How The Y Took Advantage Of New Markets Tax Credit
The recently completed Parkview Warsaw YMCA facility on Mariners Drive was a $16 million project, providing health and fitness services to people all over Kosciusko County and creating a number of new jobs.
As part of the funding for the new facility, the Y took advantage of New Markets Tax Credits. And what, exactly, is a New Markets Tax Credit?
According to the New Markets Tax Credit Coalition, “The NMTC was authorized in the Community Renewal Tax Relief Act of 2000 (PL 106-554) as part of a bi-partisan effort to stimulate investment and economic growth in low income urban neighborhoods and rural communities that lack access to the patient capital needed to support and grow businesses, create jobs, and sustain healthy local economies.”
“It’s unbelievably complicated,” said Parkview Warsaw YMCA CEO Chad Zaucha. “When we purchased this property, we were informed that it was eligible for new markets tax credits. We were trying to find these tax credits for almost two years.”
The U.S. Department of the Treasury explains it like this: “The NMTC Program attracts investment capital to low-income communities by permitting individual and corporate investors to receive a tax credit against their Federal income tax return in exchange for making equity investments in specialized financial institutions called Community Development Entities (CDEs). The credit totals 39 percent of the original investment amount and is claimed over a period of seven years (five percent for each of the first three years, and six percent for each of the remaining four years). The investment in the CDE cannot be redeemed before the end of the seven-year period.”

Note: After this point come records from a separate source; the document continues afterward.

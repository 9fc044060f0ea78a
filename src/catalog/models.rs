//! Shaped catalog items, independent of the provider's wire format.

use serde::{Deserialize, Serialize};

use crate::catalog::provider::{Genre, ProductionCountry, RawMovie, RawMovieDetails, RawPage};

/// Poster rendition requested from the image CDN.
#[derive(Debug, Clone, Copy, PartialEq, Eq)]
pub enum PosterSize {
    W500,
    Original,
}

impl PosterSize {
    pub fn as_str(&self) -> &'static str {
        match self {
            PosterSize::W500 => "w500",
            PosterSize::Original => "original",
        }
    }
}

/// Builds absolute image URLs from provider-relative paths.
#[derive(Debug, Clone)]
pub struct ImageUrls {
    base: String,
}

impl ImageUrls {
    pub fn new(base: impl Into<String>) -> Self {
        let mut base = base.into();
        if !base.ends_with('/') {
            base.push('/');
        }
        Self { base }
    }

    /// `None` when the provider has no image for the item.
    pub fn poster(&self, path: Option<&str>, size: PosterSize) -> Option<String> {
        path.filter(|p| !p.is_empty()).map(|p| {
            format!(
                "{}{}/{}",
                self.base,
                size.as_str(),
                p.trim_start_matches('/')
            )
        })
    }
}

/// Which listing a summary came from; decides the extra fields it carries.
#[derive(Debug, Clone, Copy, PartialEq, Eq)]
pub enum ListingKind {
    Upcoming,
    Popular,
    TopRated,
    Search,
    Similar,
}

/// One movie inside a listing.
#[derive(Debug, Clone, PartialEq, Serialize, Deserialize)]
pub struct MovieSummary {
    pub id: u64,
    pub title: String,
    pub poster_path: Option<String>,
    pub genres: Vec<u64>,
    pub overview: Option<String>,
    #[serde(default, skip_serializing_if = "Option::is_none")]
    pub release_date: Option<String>,
    #[serde(default, skip_serializing_if = "Option::is_none")]
    pub popularity: Option<f64>,
    #[serde(default, skip_serializing_if = "Option::is_none")]
    pub vote_count: Option<u64>,
    #[serde(default, skip_serializing_if = "Option::is_none")]
    pub vote_average: Option<f64>,
}

impl MovieSummary {
    pub fn from_raw(raw: RawMovie, kind: ListingKind, images: &ImageUrls) -> Self {
        let mut summary = Self {
            id: raw.id,
            title: raw.title,
            poster_path: images.poster(raw.poster_path.as_deref(), PosterSize::W500),
            genres: raw.genre_ids,
            overview: raw.overview,
            release_date: None,
            popularity: None,
            vote_count: None,
            vote_average: None,
        };
        match kind {
            ListingKind::Upcoming | ListingKind::Search | ListingKind::Similar => {
                summary.release_date = raw.release_date;
            }
            ListingKind::Popular => summary.popularity = raw.popularity,
            ListingKind::TopRated => {
                summary.vote_count = raw.vote_count;
                summary.vote_average = raw.vote_average;
            }
        }
        summary
    }
}

/// A shaped page of results plus paging totals.
#[derive(Debug, Clone, PartialEq, Serialize, Deserialize)]
pub struct MoviePage {
    pub page: u32,
    pub total_pages: u32,
    pub total_results: u64,
    pub results: Vec<MovieSummary>,
}

impl MoviePage {
    pub fn from_raw(raw: RawPage<RawMovie>, kind: ListingKind, images: &ImageUrls) -> Self {
        Self {
            page: raw.page,
            total_pages: raw.total_pages,
            total_results: raw.total_results,
            results: raw
                .results
                .into_iter()
                .map(|movie| MovieSummary::from_raw(movie, kind, images))
                .collect(),
        }
    }
}

/// Full detail record for one movie.
#[derive(Debug, Clone, PartialEq, Serialize, Deserialize)]
pub struct MovieDetail {
    pub id: u64,
    pub title: String,
    pub overview: Option<String>,
    pub genres: Vec<Genre>,
    pub popularity: Option<f64>,
    pub release_date: Option<String>,
    pub original_language: Option<String>,
    pub production_countries: Vec<ProductionCountry>,
    pub vote_count: Option<u64>,
    pub vote_average: Option<f64>,
    pub budget: Option<u64>,
    pub revenue: Option<u64>,
    pub homepage: Option<String>,
    pub poster_path: Option<String>,
}

impl MovieDetail {
    pub fn from_raw(raw: RawMovieDetails, images: &ImageUrls) -> Self {
        Self {
            id: raw.id,
            title: raw.title,
            overview: raw.overview,
            genres: raw.genres,
            popularity: raw.popularity,
            release_date: raw.release_date,
            original_language: raw.original_language,
            production_countries: raw.production_countries,
            vote_count: raw.vote_count,
            vote_average: raw.vote_average,
            budget: raw.budget,
            revenue: raw.revenue,
            homepage: raw.homepage,
            poster_path: images.poster(raw.poster_path.as_deref(), PosterSize::Original),
        }
    }
}

/// The most recently added movie.
#[derive(Debug, Clone, PartialEq, Serialize, Deserialize)]
pub struct LatestMovie {
    pub id: u64,
    pub title: String,
    pub poster_path: Option<String>,
    pub release_date: Option<String>,
    pub genres: Vec<Genre>,
    pub overview: Option<String>,
}

impl LatestMovie {
    pub fn from_raw(raw: RawMovieDetails, images: &ImageUrls) -> Self {
        Self {
            id: raw.id,
            title: raw.title,
            poster_path: images.poster(raw.poster_path.as_deref(), PosterSize::W500),
            release_date: raw.release_date,
            genres: raw.genres,
            overview: raw.overview,
        }
    }
}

Basically, investors get a tax break for investing in projects that benefit low-income and rural areas. Since the founding of the NMTC program in 2000, the Community Development Financial Institutions Fund has awarded 836 allocations totaling of $40 billion in tax credits.
Despite the immense good these tax credits provide, there a very few projects in Indiana benefiting from NMTCs. Zaucha said not a single project in Indiana was funded with NMTCs in 2013. The Y’s project was one of just three projects in 2014 to benefit from NMTCs.
“We raised $13.2 million in capital donations,” Zaucha said. The difference for $16 million project was made up by allocating funds to NMTCs through CapFunds New Markets, a subsidiary of Great Lakes Capital Funds, and Local Initiatives Support Corporation. Those investments will earn $2.8 to $3 million in equity over seven years.
Additionally, the Y established the YMCA Endowment Fund LLC and YMCA Building Corporation for the purpose of managing these funds. In seven years, when the funds mature, the Y will absorb these two entities into the parent company.
NMTCs are essentially a win-win-win situation. Investees have the capital to undertake a project, investors get a handsome return after just a few years, and the community reaps the rewards of an adequately funded local project, such as the Parkview Warsaw YMCA.
“[NMTCs] do not happen very often, and it positions the Y to be fiscally sound,” said Zaucha. “This positions the YMCA to be debt free in seven years.”
“We would’ve been in debt without these,” Zaucha said. “I think it’s more important for a small YMCA to be debt free. It makes tax sense to the investors and positions the YMCA to better fulfill its mission.”